Someone please put Brendan in charge of scheduling.

I became a nurse after going back to school 5 years ago and leaving executive management (V.P. Regional Director), i have a pretty extensive background in upper management and was at the head. I used a consensus model to run a 14m company, so i know it can work to allow those who do to decide how things are run.

In my view, any funding issues could be readily solved by eliminating a layer of management. Most large hospitals have roughly 3 layers of management: upper, middle and floor. I think middle is the hardest because their function is to carry out upper management ideas and policy. Middle management is usually pretty in touch with what goes on on the floor and, in my opinion, are better placed to make policy. Upper management are usually so far removed from the reality of day to day operations that they have to do a study or ask middle management for input, or just rely on their own 'wisdom' to solve issues.

Instead of making middle management the upper management minion, get rid of upper management and allow middle management to both make policy and implement it. Also, all management should spend at least a week every couple of months doing what they have set as policy.

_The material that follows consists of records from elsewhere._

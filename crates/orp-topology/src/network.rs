//! Weighted topology representation and builder.
//!
//! # Data layout
//!
//! The graph uses **Compressed Sparse Row (CSR)** format for outgoing edges.
//! Given a `NodeId n`, its outgoing edges occupy the slice:
//!
//! ```text
//! edge_to[ node_out_start[n] .. node_out_start[n+1] ]
//! ```
//!
//! All edge arrays are sorted by source node and indexed by `EdgeId`, so
//! iterating a node's neighbors is a contiguous memory scan — exactly what
//! the path enumerator's inner loop wants.
//!
//! Undirected links are stored as two directed edges carrying the same
//! attributes.  The stable edge sort keeps a node's neighbors in link
//! insertion order, which fixes the path-enumeration order for good.

use orp_core::{EdgeId, NodeId};

use crate::paths::SimplePaths;
use crate::{TopologyError, TopologyResult};

// ── Topology ──────────────────────────────────────────────────────────────────

/// Static undirected weighted graph of location nodes in CSR format.
///
/// All edge arrays are `pub` for direct indexed access; the structure is
/// read-only after [`TopologyBuilder::build`] and safe to share across
/// threads.  Every weight has been validated finite and strictly positive.
#[derive(Debug)]
pub struct Topology {
    // ── CSR adjacency ─────────────────────────────────────────────────────
    /// CSR row pointer.  Outgoing edges of node `n` are at EdgeIds
    /// `node_out_start[n] .. node_out_start[n+1]`.  Length = node count + 1.
    pub node_out_start: Vec<u32>,

    // ── Edge data (indexed by EdgeId = position in sorted order) ──────────
    /// Source node of each directed edge.
    pub edge_from: Vec<NodeId>,

    /// Destination node of each directed edge.
    pub edge_to: Vec<NodeId>,

    /// Physical link length (metres).
    pub edge_length: Vec<f64>,

    /// Carrier arrival rate λ on the link (vehicles per second) — drives the
    /// packet-forwarding delay model.
    pub edge_arrival_rate: Vec<f64>,

    /// Externally supplied expected travel time across the link (seconds).
    pub edge_travel_mean: Vec<f64>,

    /// Externally supplied travel-time variance (seconds²).
    pub edge_travel_var: Vec<f64>,
}

impl Topology {
    // ── Graph dimensions ──────────────────────────────────────────────────

    pub fn node_count(&self) -> usize {
        self.node_out_start.len() - 1
    }

    /// Number of **directed** edges — twice the number of links.
    pub fn edge_count(&self) -> usize {
        self.edge_to.len()
    }

    pub fn is_empty(&self) -> bool {
        self.node_count() == 0
    }

    /// All node IDs, ascending.
    pub fn nodes(&self) -> impl Iterator<Item = NodeId> + '_ {
        (0..self.node_count() as u32).map(NodeId)
    }

    // ── Graph traversal ───────────────────────────────────────────────────

    /// CSR index range of `node`'s outgoing edges.
    #[inline]
    pub(crate) fn out_range(&self, node: NodeId) -> std::ops::Range<u32> {
        self.node_out_start[node.index()]..self.node_out_start[node.index() + 1]
    }

    /// Iterator over the `EdgeId`s of all outgoing edges from `node`.
    #[inline]
    pub fn out_edges(&self, node: NodeId) -> impl Iterator<Item = EdgeId> + '_ {
        self.out_range(node).map(EdgeId)
    }

    /// Out-degree of `node`.
    #[inline]
    pub fn out_degree(&self, node: NodeId) -> usize {
        self.out_range(node).len()
    }

    /// The directed edge from `a` to `b`, if the link exists.
    pub fn edge_between(&self, a: NodeId, b: NodeId) -> Option<EdgeId> {
        self.out_edges(a).find(|&e| self.edge_to[e.index()] == b)
    }

    /// `true` if `node` was added to this topology.
    pub fn contains(&self, node: NodeId) -> bool {
        node.index() < self.node_count()
    }

    /// Lazily enumerate simple paths (no repeated node) from `source` to
    /// `target`, depth-first in adjacency order.  Restart by calling again.
    ///
    /// Both endpoints must be nodes of this topology.
    pub fn simple_paths(&self, source: NodeId, target: NodeId) -> SimplePaths<'_> {
        SimplePaths::new(self, source, target)
    }
}

// ── TopologyBuilder ───────────────────────────────────────────────────────────

/// Construct a [`Topology`] incrementally, then call [`build`](Self::build).
///
/// Links may be added in any order; `build()` validates every weight,
/// expands each link into its two directed edges, and assembles the CSR
/// arrays.
///
/// # Example
///
/// ```
/// use orp_topology::TopologyBuilder;
///
/// let mut b = TopologyBuilder::new();
/// let n1 = b.add_node();
/// let n2 = b.add_node();
/// b.add_link(n1, n2, 500.0, 0.05, 22.5, 3.0);
/// let topo = b.build().unwrap();
/// assert_eq!(topo.node_count(), 2);
/// assert_eq!(topo.edge_count(), 2); // bidirectional
/// ```
pub struct TopologyBuilder {
    nodes:     usize,
    raw_links: Vec<RawLink>,
}

struct RawLink {
    from:         NodeId,
    to:           NodeId,
    length:       f64,
    arrival_rate: f64,
    travel_mean:  f64,
    travel_var:   f64,
}

impl TopologyBuilder {
    pub fn new() -> Self {
        Self { nodes: 0, raw_links: Vec::new() }
    }

    /// Pre-allocate for the expected number of nodes and links.
    pub fn with_capacity(nodes: usize, links: usize) -> Self {
        Self { nodes, raw_links: Vec::with_capacity(links) }
    }

    /// Add a location node and return its `NodeId` (sequential from 0).
    pub fn add_node(&mut self) -> NodeId {
        let id = NodeId(self.nodes as u32);
        self.nodes += 1;
        id
    }

    /// Add an **undirected** link between `a` and `b`.
    ///
    /// - `length`: physical length in metres.
    /// - `arrival_rate`: carrier arrival rate λ (vehicles/second).
    /// - `travel_mean` / `travel_var`: externally supplied travel-time
    ///   moments for the link (seconds, seconds²).
    pub fn add_link(
        &mut self,
        a: NodeId,
        b: NodeId,
        length: f64,
        arrival_rate: f64,
        travel_mean: f64,
        travel_var: f64,
    ) {
        self.raw_links.push(RawLink {
            from: a,
            to: b,
            length,
            arrival_rate,
            travel_mean,
            travel_var,
        });
    }

    pub fn node_count(&self) -> usize {
        self.nodes
    }

    pub fn link_count(&self) -> usize {
        self.raw_links.len()
    }

    /// Consume the builder and produce a validated [`Topology`].
    ///
    /// Fails if any link references an unknown node or carries a weight that
    /// is not finite and strictly positive.
    pub fn build(self) -> TopologyResult<Topology> {
        let node_count = self.nodes;

        // Validate once at load time; search never re-checks weights.
        for l in &self.raw_links {
            if l.from.index() >= node_count || l.to.index() >= node_count {
                return Err(TopologyError::UnknownNode { from: l.from, to: l.to });
            }
            for (attr, value) in [
                ("length", l.length),
                ("arrival_rate", l.arrival_rate),
                ("mean_travel_time", l.travel_mean),
                ("variance_travel_time", l.travel_var),
            ] {
                if !value.is_finite() || value <= 0.0 {
                    return Err(TopologyError::InvalidLink { from: l.from, to: l.to, attr, value });
                }
            }
        }

        // Expand links into directed edges, both directions.
        struct RawEdge {
            from:         NodeId,
            to:           NodeId,
            length:       f64,
            arrival_rate: f64,
            travel_mean:  f64,
            travel_var:   f64,
        }
        let mut raw: Vec<RawEdge> = Vec::with_capacity(self.raw_links.len() * 2);
        for l in &self.raw_links {
            raw.push(RawEdge {
                from:         l.from,
                to:           l.to,
                length:       l.length,
                arrival_rate: l.arrival_rate,
                travel_mean:  l.travel_mean,
                travel_var:   l.travel_var,
            });
            raw.push(RawEdge {
                from:         l.to,
                to:           l.from,
                length:       l.length,
                arrival_rate: l.arrival_rate,
                travel_mean:  l.travel_mean,
                travel_var:   l.travel_var,
            });
        }

        // Stable sort: neighbors of a node stay in link insertion order,
        // which pins down the simple-path enumeration order.
        raw.sort_by_key(|e| e.from.0);

        let edge_from:         Vec<NodeId> = raw.iter().map(|e| e.from).collect();
        let edge_to:           Vec<NodeId> = raw.iter().map(|e| e.to).collect();
        let edge_length:       Vec<f64>    = raw.iter().map(|e| e.length).collect();
        let edge_arrival_rate: Vec<f64>    = raw.iter().map(|e| e.arrival_rate).collect();
        let edge_travel_mean:  Vec<f64>    = raw.iter().map(|e| e.travel_mean).collect();
        let edge_travel_var:   Vec<f64>    = raw.iter().map(|e| e.travel_var).collect();

        // Build CSR row pointer.
        let mut node_out_start = vec![0u32; node_count + 1];
        for e in &raw {
            node_out_start[e.from.index() + 1] += 1;
        }
        for i in 1..=node_count {
            node_out_start[i] += node_out_start[i - 1];
        }
        debug_assert_eq!(node_out_start[node_count] as usize, raw.len());

        Ok(Topology {
            node_out_start,
            edge_from,
            edge_to,
            edge_length,
            edge_arrival_rate,
            edge_travel_mean,
            edge_travel_var,
        })
    }
}

impl Default for TopologyBuilder {
    fn default() -> Self {
        Self::new()
    }
}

Management is so often where burned out nurses escape to lol. My two immediate unit managers are nothing short of angels. They are the most amazing people i have ever worked for. They are responsible for hiring (read: setting the tone) for the critical care unit (5 units). In the 4 years i have worked with them they have never been less than affirming and understanding, and that filters down. The nurses and CNA's i work with practically bring me to tears on a regular basis by their profound, consistent kindness, consideration and professionalism.

All this, and we work at the zoo. 9 out of 10 days it's madness, but the people make me proud and keep me in place. My managers are in touch with this, upper management doesn't get it, even on an intellectual basis for many. They to often offer lip service and programs because that's what they think they're supposed to do, but they have either forgotten or never served on the front lines, so cannot respond effectively. Middle management often serves as a buffer between them and reality.

Specializes in school nurse.
Although some may argue the necessity of this law, its practical application is severely lacking. Moreover, I don't want the voting public to have a say in our profession. There are other ways to accomplish the same or similar goal.

What are these ways, and if they're viable, how come they haven't already been widely implemented?

Specializes in Med-Surg.

In your example where you have four "light" patient and a coworker has three "heavy" patients you say with this bill the only option is for the nurse with the "heavy" patients to take the new admit instead of allowing you to take 5 to help out.

This situation is easily remedied by not assigning all the "heavy" patients to one nurse and giving the other nurse four "light" patients, three that are being discharged.

If the co-worker had two heavy and two light patients and you had two light and one heavy you could take the admit and still have a 4:1 ratio.

What scares me more than the "lay" people voting this into law is administration thinking it's all about them to make this law. No, it's not. You've had years and years to fix this, yet haven't.

The voters are the bedside nurses out there who are finally getting a voice in staffing ratios. The way it should be.

I'm so tired of hearing hospitals don't have the money when all the executives are taking home multi million dollar bonuses each year to go with their 10 million dollar salaries.

I'm a nurse in Texas and I take care of 30+ patients by myself with one CNA on graveyard shift. And I have multiple psych patients and skilled patients. A law like this would be awesome but not as strict.